### [Exercise requirements]
Exactly as given, write out all the entries again.

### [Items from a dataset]
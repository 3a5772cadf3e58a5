//! warden - a single-node process supervisor.
//!
//! Warden loads a declarative TOML document describing apps
//! (interpreter/script, environment, log targets, restart thresholds),
//! launches them as child OS processes, and keeps them alive under a
//! bounded crash-loop policy.
//!
//! # Overview
//!
//! - [`loaders`]: configuration parsing into [`app::AppDescriptor`]
//! - [`launcher`]: child spawning with merged environment and piped stdio
//! - [`supervisor`]: per-instance state machine, restart quota, memory
//!   ceiling, and startup/shutdown deadlines
//! - [`logs`]: stdout/stderr multiplexing into timestamped files
//! - [`manager`]: the registry and control-plane operations
//! - [`control`]: Unix-socket IPC between the CLI and the daemon
//! - [`notify`]: sd_notify-style readiness for `wait_ready` apps
//!
//! The control plane is a cooperative tokio event loop; true
//! parallelism exists only at the supervised-process level.

pub mod app;
pub mod control;
pub mod error;
pub mod launcher;
pub mod loaders;
pub mod logs;
pub mod manager;
pub mod notify;
pub mod supervisor;

pub use app::{AppDescriptor, AppState, ExecMode, InstanceStatus};
pub use control::{ControlClient, ControlCommand, ControlResponse, ControlServer};
pub use error::{Error, Result};
pub use manager::{AppManager, AppSummary, ManagerConfig};
pub use supervisor::{InstanceCommand, InstanceHandle, SupervisorContext};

### [Output for this exercise]
repository 3a5772cadf3e58a5
//! warden - a single-node process supervisor.
//!
//! Warden loads a declarative TOML document describing apps
//! (interpreter/script, environment, log targets, restart thresholds),
//! launches them as child OS processes, and keeps them alive under a
//! bounded crash-loop policy.
//!
//! # Overview
//!
//! - [`loaders`]: configuration parsing into [`app::AppDescriptor`]
//! - [`launcher`]: child spawning with merged environment and piped stdio
//! - [`supervisor`]: per-instance state machine, restart quota, memory
//!   ceiling, and startup/shutdown deadlines
//! - [`logs`]: stdout/stderr multiplexing into timestamped files
//! - [`manager`]: the registry and control-plane operations
//! - [`control`]: Unix-socket IPC between the CLI and the daemon
//! - [`notify`]: sd_notify-style readiness for `wait_ready` apps
//!
//! The control plane is a cooperative tokio event loop; true
//! parallelism exists only at the supervised-process level.

pub mod app;
pub mod control;
pub mod error;
pub mod launcher;
pub mod loaders;
pub mod logs;
pub mod manager;
pub mod notify;
pub mod supervisor;

pub use app::{AppDescriptor, AppState, ExecMode, InstanceStatus};
pub use control::{ControlClient, ControlCommand, ControlResponse, ControlServer};
pub use error::{Error, Result};
pub use manager::{AppManager, AppSummary, ManagerConfig};
pub use supervisor::{InstanceCommand, InstanceHandle, SupervisorContext};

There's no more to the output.